To generate a Callgrind-compatible profile, run this script with the pprof
-filename as the first argument. The output file will be in parrot.out.XXXX,
-where XXXX again is the PID of the original parrot process.
+filename as the first argument. The output file usable by kcachegrind will be
+in parrot.out.XXXX, where XXXX again is the PID of the original parrot process.
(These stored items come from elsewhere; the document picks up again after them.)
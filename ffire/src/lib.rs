//! # ffire
//!
//! A schema model, a byte-exact little-endian wire format, and a
//! multi-language code generator, bundled behind one crate.
//!
//! ## Quick Start
//!
//! ```
//! use ffire::prelude::*;
//!
//! let mut schema = Schema::new("demo");
//! let mut device = StructDef::new("Device");
//! device.add_field(Field::new("Name", TypeRef::primitive(PrimitiveKind::String)));
//! device.add_field(Field::new("Channels", TypeRef::primitive(PrimitiveKind::I32)));
//! schema.add_type(TypeDef::Struct(device));
//! schema.add_message(MessageDecl::new("Device", TypeRef::struct_ref("Device")));
//!
//! validate(&schema).unwrap();
//! let sources = generate(&schema, TargetLanguage::Rust).unwrap();
//! assert!(sources.get("demo.rs").unwrap().contains("pub struct Device"));
//! ```
//!
//! ## Crate Organization
//!
//! - [`schema`] - the AST, validation, and query predicates
//! - [`wire`] - the bounds-checked cursor pair, the reference codec, and
//!   canonical field ordering
//! - [`codegen`] - the analyzer, planner, strategy selection, and the
//!   per-target emitters

pub mod prelude;

/// Schema AST, validation, and query predicates.
pub mod schema {
    pub use ffire_schema::*;
}

/// Bounds-checked wire-format cursors and the reference codec.
pub mod wire {
    pub use ffire_wire::*;
}

/// Target-language code generation.
pub mod codegen {
    pub use ffire_codegen::*;
}

pub use ffire_codegen::{generate, GenError, Generator, TargetLanguage};
pub use ffire_schema::{validate, Schema, SchemaError};
pub use ffire_wire::{ReadCursor, WireError, WriteCursor};
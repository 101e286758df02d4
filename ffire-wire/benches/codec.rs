//! Encoding/decoding benchmarks for the reference codec.

use criterion::{criterion_group, criterion_main, Criterion};
use ffire_schema::{Field, MessageDecl, PrimitiveKind, Schema, StructDef, TypeDef, TypeRef};
use ffire_wire::codec::{decode_message, encode_message, Value};
use std::hint::black_box;

fn device_list_schema() -> (Schema, MessageDecl) {
    let mut schema = Schema::new("bench");
    let mut device = StructDef::new("Device");
    device.add_field(Field::new("Name", TypeRef::primitive(PrimitiveKind::String)));
    device.add_field(Field::new("Channels", TypeRef::primitive(PrimitiveKind::I32)));
    schema.add_type(TypeDef::Struct(device));
    let message = MessageDecl::new("DeviceList", TypeRef::array(TypeRef::struct_ref("Device")));
    schema.add_message(message.clone());
    (schema, message)
}

fn device_list_value(n: usize) -> Value {
    Value::Array(
        (0..n)
            .map(|i| {
                Value::Struct(vec![
                    ("Name".to_string(), Value::Str(format!("Speaker-{i}"))),
                    ("Channels".to_string(), Value::I32(2)),
                ])
            })
            .collect(),
    )
}

fn benchmark_encode_device_list(c: &mut Criterion) {
    let (schema, message) = device_list_schema();
    let value = device_list_value(64);

    c.bench_function("encode_device_list_64", |b| {
        b.iter(|| encode_message(black_box(&schema), black_box(&message), black_box(&value)).unwrap())
    });
}

fn benchmark_decode_device_list(c: &mut Criterion) {
    let (schema, message) = device_list_schema();
    let value = device_list_value(64);
    let bytes = encode_message(&schema, &message, &value).unwrap();

    c.bench_function("decode_device_list_64", |b| {
        b.iter(|| decode_message(black_box(&schema), black_box(&message), black_box(&bytes)).unwrap())
    });
}

fn benchmark_encode_scalar_message(c: &mut Criterion) {
    let mut schema = Schema::new("bench");
    let message = MessageDecl::new("Count", TypeRef::primitive(PrimitiveKind::I32));
    schema.add_message(message.clone());

    c.bench_function("encode_scalar_i32", |b| {
        b.iter(|| encode_message(black_box(&schema), black_box(&message), black_box(&Value::I32(42))).unwrap())
    });
}

criterion_group!(
    benches,
    benchmark_encode_device_list,
    benchmark_decode_device_list,
    benchmark_encode_scalar_message,
);
criterion_main!(benches);
//! The reference encoder/decoder: a schema-driven interpreter over a
//! `Value` tree that mirrors `TypeRef`.
//!
//! No target-language emitter is authoritative on its own — this module
//! is the ground truth every emitted codec's output is checked against,
//! and the implementation P2 (cross-language equivalence) and P1
//! (round-trip) are tested through directly.

use crate::buffer::{ReadCursor, WriteCursor};
use crate::error::WireError;
use crate::order;
use ffire_schema::{MessageDecl, PrimitiveKind, Schema, StructDef, TypeDef, TypeRef};

/// A dynamically-typed value, shaped like the `TypeRef` it was encoded
/// (or will be decoded) against.
#[derive(Debug, Clone, PartialEq)]
pub enum Value {
    /// `bool`.
    Bool(bool),
    /// `i8`.
    I8(i8),
    /// `i16`.
    I16(i16),
    /// `i32`.
    I32(i32),
    /// `i64`.
    I64(i64),
    /// `f32`.
    F32(f32),
    /// `f64`.
    F64(f64),
    /// `string`.
    Str(String),
    /// An array of homogeneously-typed elements.
    Array(Vec<Value>),
    /// A struct instance: field name to value, in any order — lookup is
    /// by name, not position.
    Struct(Vec<(String, Value)>),
    /// An optional value: `None` encodes a single absent presence byte.
    Optional(Option<Box<Value>>),
}

impl Value {
    fn get_field<'a>(fields: &'a [(String, Value)], name: &str) -> Option<&'a Value> {
        fields.iter().find(|(n, _)| n == name).map(|(_, v)| v)
    }
}

/// Encodes `value` against `ty`, appending bytes to `out`.
///
/// `value` must have been constructed to match the shape of `ty` (as a
/// decoder or a schema-driven fixture builder would produce) — this is a
/// caller contract, not a wire-format failure mode, so a shape mismatch
/// panics rather than returning a [`WireError`].
///
/// # Errors
/// Returns [`WireError::TooLarge`] if a string or array length exceeds
/// the uint16 cap.
///
/// # Panics
/// Panics if `value`'s shape doesn't match `ty`.
pub fn encode_value(
    schema: &Schema,
    ty: &TypeRef,
    value: &Value,
    out: &mut WriteCursor,
) -> Result<(), WireError> {
    match (ty, value) {
        (TypeRef::Primitive { kind, optional: false }, _) => encode_primitive(*kind, value, out),
        (TypeRef::Primitive { kind, optional: true }, Value::Optional(inner)) => {
            encode_optional(inner.as_deref(), out, |v, out| encode_primitive(*kind, v, out))
        }
        (TypeRef::Array { element, optional: false }, Value::Array(items)) => {
            encode_array(schema, element, items, out)
        }
        (TypeRef::Array { element, optional: true }, Value::Optional(inner)) => {
            encode_optional(inner.as_deref(), out, |v, out| {
                let Value::Array(items) = v else {
                    panic!("Value shape does not match array TypeRef");
                };
                encode_array(schema, element, items, out)
            })
        }
        (TypeRef::StructRef { name, optional: false }, Value::Struct(fields)) => {
            encode_struct(schema, name, fields, out)
        }
        (TypeRef::StructRef { name, optional: true }, Value::Optional(inner)) => {
            encode_optional(inner.as_deref(), out, |v, out| {
                let Value::Struct(fields) = v else {
                    panic!("Value shape does not match struct TypeRef");
                };
                encode_struct(schema, name, fields, out)
            })
        }
        _ => panic!("Value shape does not match TypeRef {ty:?}"),
    }
}

fn encode_optional(
    inner: Option<&Value>,
    out: &mut WriteCursor,
    encode_present: impl FnOnce(&Value, &mut WriteCursor) -> Result<(), WireError>,
) -> Result<(), WireError> {
    match inner {
        None => {
            out.write_bool(false);
            Ok(())
        }
        Some(v) => {
            out.write_bool(true);
            encode_present(v, out)
        }
    }
}

fn encode_primitive(kind: PrimitiveKind, value: &Value, out: &mut WriteCursor) -> Result<(), WireError> {
    match (kind, value) {
        (PrimitiveKind::Bool, Value::Bool(b)) => out.write_bool(*b),
        (PrimitiveKind::I8, Value::I8(v)) => out.write_i8(*v),
        (PrimitiveKind::I16, Value::I16(v)) => out.write_i16(*v),
        (PrimitiveKind::I32, Value::I32(v)) => out.write_i32(*v),
        (PrimitiveKind::I64, Value::I64(v)) => out.write_i64(*v),
        (PrimitiveKind::F32, Value::F32(v)) => out.write_f32(*v),
        (PrimitiveKind::F64, Value::F64(v)) => out.write_f64(*v),
        (PrimitiveKind::String, Value::Str(s)) => return out.write_string(s),
        _ => panic!("Value shape does not match primitive kind {kind:?}"),
    }
    Ok(())
}

fn encode_array(
    schema: &Schema,
    element: &TypeRef,
    items: &[Value],
    out: &mut WriteCursor,
) -> Result<(), WireError> {
    out.write_len_prefix(items.len())?;
    for item in items {
        encode_value(schema, element, item, out)?;
    }
    Ok(())
}

fn encode_struct(
    schema: &Schema,
    struct_name: &str,
    fields: &[(String, Value)],
    out: &mut WriteCursor,
) -> Result<(), WireError> {
    let def = struct_def(schema, struct_name);
    for field in order::reorder_fields(&def.fields) {
        let value = Value::get_field(fields, &field.name).expect("field present in schema-shaped value");
        encode_value(schema, &field.ty, value, out)?;
    }
    Ok(())
}

fn struct_def<'a>(schema: &'a Schema, name: &str) -> &'a StructDef {
    let TypeDef::Struct(def) = schema.get_type(name).expect("struct exists in validated schema");
    def
}

/// Decodes a value of shape `ty` from `cur`, leniently (trailing bytes
/// after a top-level decode are the caller's concern — see
/// [`decode_message`] vs [`decode_message_strict`]).
///
/// # Errors
/// Returns [`WireError::Truncated`], [`WireError::InvalidUtf8`],
/// [`WireError::InvalidBool`], or [`WireError::InvalidPresence`] on
/// malformed input. Never panics.
pub fn decode_value(schema: &Schema, ty: &TypeRef, cur: &mut ReadCursor<'_>) -> Result<Value, WireError> {
    match ty {
        TypeRef::Primitive { kind, optional: false } => decode_primitive(*kind, cur),
        TypeRef::Primitive { kind, optional: true } => {
            decode_optional(cur, |cur| decode_primitive(*kind, cur))
        }
        TypeRef::Array { element, optional: false } => decode_array(schema, element, cur),
        TypeRef::Array { element, optional: true } => {
            decode_optional(cur, |cur| decode_array(schema, element, cur))
        }
        TypeRef::StructRef { name, optional: false } => decode_struct(schema, name, cur),
        TypeRef::StructRef { name, optional: true } => {
            decode_optional(cur, |cur| decode_struct(schema, name, cur))
        }
    }
}

fn decode_optional(
    cur: &mut ReadCursor<'_>,
    decode_present: impl FnOnce(&mut ReadCursor<'_>) -> Result<Value, WireError>,
) -> Result<Value, WireError> {
    let present = cur.read_bool().map_err(|e| match e {
        WireError::InvalidBool { byte } => WireError::InvalidPresence { byte },
        other => other,
    })?;
    if present {
        Ok(Value::Optional(Some(Box::new(decode_present(cur)?))))
    } else {
        Ok(Value::Optional(None))
    }
}

fn decode_primitive(kind: PrimitiveKind, cur: &mut ReadCursor<'_>) -> Result<Value, WireError> {
    Ok(match kind {
        PrimitiveKind::Bool => Value::Bool(cur.read_bool()?),
        PrimitiveKind::I8 => Value::I8(cur.read_i8()?),
        PrimitiveKind::I16 => Value::I16(cur.read_i16()?),
        PrimitiveKind::I32 => Value::I32(cur.read_i32()?),
        PrimitiveKind::I64 => Value::I64(cur.read_i64()?),
        PrimitiveKind::F32 => Value::F32(cur.read_f32()?),
        PrimitiveKind::F64 => Value::F64(cur.read_f64()?),
        PrimitiveKind::String => Value::Str(cur.read_string()?),
    })
}

fn decode_array(schema: &Schema, element: &TypeRef, cur: &mut ReadCursor<'_>) -> Result<Value, WireError> {
    let count = cur.read_len_prefix()? as usize;
    let mut items = Vec::with_capacity(count.min(4096));
    for _ in 0..count {
        items.push(decode_value(schema, element, cur)?);
    }
    Ok(Value::Array(items))
}

fn decode_struct(schema: &Schema, struct_name: &str, cur: &mut ReadCursor<'_>) -> Result<Value, WireError> {
    let def = struct_def(schema, struct_name);
    let mut fields = Vec::with_capacity(def.fields.len());
    for field in order::reorder_fields(&def.fields) {
        let value = decode_value(schema, &field.ty, cur)?;
        fields.push((field.name.clone(), value));
    }
    Ok(Value::Struct(fields))
}

/// Encodes a full message: the message's target type, with no envelope.
///
/// # Errors
/// See [`encode_value`].
pub fn encode_message(schema: &Schema, message: &MessageDecl, value: &Value) -> Result<Vec<u8>, WireError> {
    let mut out = WriteCursor::new();
    encode_value(schema, &message.target, value, &mut out)?;
    Ok(out.into_bytes())
}

/// Decodes a full message leniently: trailing bytes after the root value
/// are ignored. This is the default to match existing deployed codecs.
///
/// # Errors
/// See [`decode_value`].
pub fn decode_message(schema: &Schema, message: &MessageDecl, bytes: &[u8]) -> Result<Value, WireError> {
    let mut cur = ReadCursor::new(bytes);
    decode_value(schema, &message.target, &mut cur)
}

/// Decodes a full message strictly: returns [`WireError::TrailingBytes`]
/// if any bytes remain after the root value.
///
/// # Errors
/// See [`decode_value`]; additionally [`WireError::TrailingBytes`].
pub fn decode_message_strict(
    schema: &Schema,
    message: &MessageDecl,
    bytes: &[u8],
) -> Result<Value, WireError> {
    let mut cur = ReadCursor::new(bytes);
    let value = decode_value(schema, &message.target, &mut cur)?;
    cur.expect_exhausted()?;
    Ok(value)
}

#[cfg(test)]
mod tests {
    use super::*;
    use ffire_schema::{Field, Schema, StructDef, TypeDef};

    fn device_schema() -> (Schema, MessageDecl) {
        let mut schema = Schema::new("test");
        let mut device = StructDef::new("Device");
        device.add_field(Field::new("Name", TypeRef::primitive(PrimitiveKind::String)));
        device.add_field(Field::new("Channels", TypeRef::primitive(PrimitiveKind::I32)));
        schema.add_type(TypeDef::Struct(device));
        let message = MessageDecl::new(
            "DeviceList",
            TypeRef::array(TypeRef::struct_ref("Device")),
        );
        (schema, message)
    }

    #[test]
    fn test_s3_device_list_matches_seed_bytes() {
        let (schema, message) = device_schema();
        let value = Value::Array(vec![Value::Struct(vec![
            ("Name".to_string(), Value::Str("Speaker".to_string())),
            ("Channels".to_string(), Value::I32(2)),
        ])]);
        let bytes = encode_message(&schema, &message, &value).unwrap();
        let expected: Vec<u8> = vec![
            0x01, 0x00, // array length = 1
            0x07, 0x00, // string length = 7
            b'S', b'p', b'e', b'a', b'k', b'e', b'r',
            0x02, 0x00, 0x00, 0x00, // Channels = 2 i32 LE
        ];
        assert_eq!(bytes, expected);
        assert_eq!(bytes.len(), 14);

        let decoded = decode_message(&schema, &message, &bytes).unwrap();
        assert_eq!(decoded, value);
    }

    #[test]
    fn test_count_message_i32() {
        let mut schema = Schema::new("test");
        let message = MessageDecl::new("Count", TypeRef::primitive(PrimitiveKind::I32));
        schema.add_message(message.clone());
        let bytes = encode_message(&schema, &message, &Value::I32(42)).unwrap();
        assert_eq!(bytes, vec![42, 0, 0, 0]);
        assert_eq!(decode_message(&schema, &message, &bytes).unwrap(), Value::I32(42));
    }

    #[test]
    fn test_optional_field_round_trip() {
        let mut schema = Schema::new("test");
        let mut r = StructDef::new("R");
        r.add_field(Field::new("Req", TypeRef::primitive(PrimitiveKind::I32)));
        r.add_field(Field::new("Opt", TypeRef::optional_primitive(PrimitiveKind::String)));
        schema.add_type(TypeDef::Struct(r));
        let message = MessageDecl::new("M", TypeRef::struct_ref("R"));

        let present = Value::Struct(vec![
            ("Req".to_string(), Value::I32(7)),
            ("Opt".to_string(), Value::Optional(Some(Box::new(Value::Str("x".into()))))),
        ]);
        let bytes = encode_message(&schema, &message, &present).unwrap();
        assert_eq!(decode_message(&schema, &message, &bytes).unwrap(), present);

        let absent = Value::Struct(vec![
            ("Req".to_string(), Value::I32(7)),
            ("Opt".to_string(), Value::Optional(None)),
        ]);
        let bytes = encode_message(&schema, &message, &absent).unwrap();
        assert_eq!(bytes.len(), 4 + 1);
        assert_eq!(decode_message(&schema, &message, &bytes).unwrap(), absent);
    }

    #[test]
    fn test_strict_decode_rejects_trailing_bytes() {
        let mut schema = Schema::new("test");
        let message = MessageDecl::new("Count", TypeRef::primitive(PrimitiveKind::I32));
        schema.add_message(message.clone());
        let mut bytes = encode_message(&schema, &message, &Value::I32(1)).unwrap();
        bytes.push(0xFF);
        assert!(decode_message(&schema, &message, &bytes).is_ok());
        assert!(matches!(
            decode_message_strict(&schema, &message, &bytes),
            Err(WireError::TrailingBytes { remaining: 1 })
        ));
    }

    #[test]
    fn test_decode_truncated_array_length_prefix() {
        let (schema, message) = device_schema();
        let bytes = [0x05, 0x00]; // claims 5 elements, no data follows
        assert!(matches!(
            decode_message(&schema, &message, &bytes),
            Err(WireError::Truncated { .. })
        ));
    }

    #[test]
    fn test_size_too_large_string() {
        let mut schema = Schema::new("test");
        let message = MessageDecl::new("S", TypeRef::primitive(PrimitiveKind::String));
        schema.add_message(message.clone());
        let huge = "x".repeat(usize::from(u16::MAX) + 1);
        let result = encode_message(&schema, &message, &Value::Str(huge));
        assert!(matches!(result, Err(WireError::TooLarge { .. })));
    }
}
-XXX: document $stats format
+=head1 Environment Variables
-=cut
+=head2 PARROT_PROFILING_OUTPUT
+If the environment variable PARROT_PROFILING_OUTPUT is set, the profiling
+runcore will attempt to use its value as the profile filename. Note that it
+does not check whether the file already exists and will happily overwrite
+existing files.
+=cut
main(\@ARGV);
+=head1 Internal Data Structures
+
+=over 4
+
+=item notes
+
+Parrot's execution model is built on continuation-passing style and does not
+precisely fit the straightforward function-based format that
+Callgrind-compatible tools expect. For this reason, the profiling runcore
+captures information about context switches (CS lines in the pprof file) and
+pprof2cg.pl maintains a context stack that functions similarly to a typical
+call stack. pprof2cg.pl then maps these context switches as if they were
+function calls and returns. See C<$ctx_stack> for more information.
+
+=item C<$ctx_stack>
+
+Variables which are named C<$ctx_stack> hold a reference to an array of hashes
+which contain information about the currently active contexts. When collecting
+timing information about an op, it is necessary to add that inforation to all
+function calls on the stack because Callgrind-compatible tools expect the cost
+of a function call to include the cost of all calls made by that funcion, etc.
+
+When a context switch is detected, C<process_line> looks at the context stack
+to determine if the context switch looks like a function call (if the context
+hasn't been seen before) or a return (if the context is somewhere on the
+stack). There are some other cases that the code handles, but these can be
+ignored for now in the interst of simplicity. If the context has been seen,
+C<process_line> shifts contexts off the stack until it finds the context that
+has been switched to. When C<process_line> detects a new context, it adds a
+fake op representing a function call to C<$stats> and unshifts a new context
+onto the stack.
+
+Each element of C<@$ctx_stack> contains the information needed to uniquely
+identify the site of the original context switch.
+
+=item C<$stats>
+
+Variables which are named C<$stats> contain a reference to a deeply nested
+HoHoH.. which contains all information gathered about a profiled PIR program.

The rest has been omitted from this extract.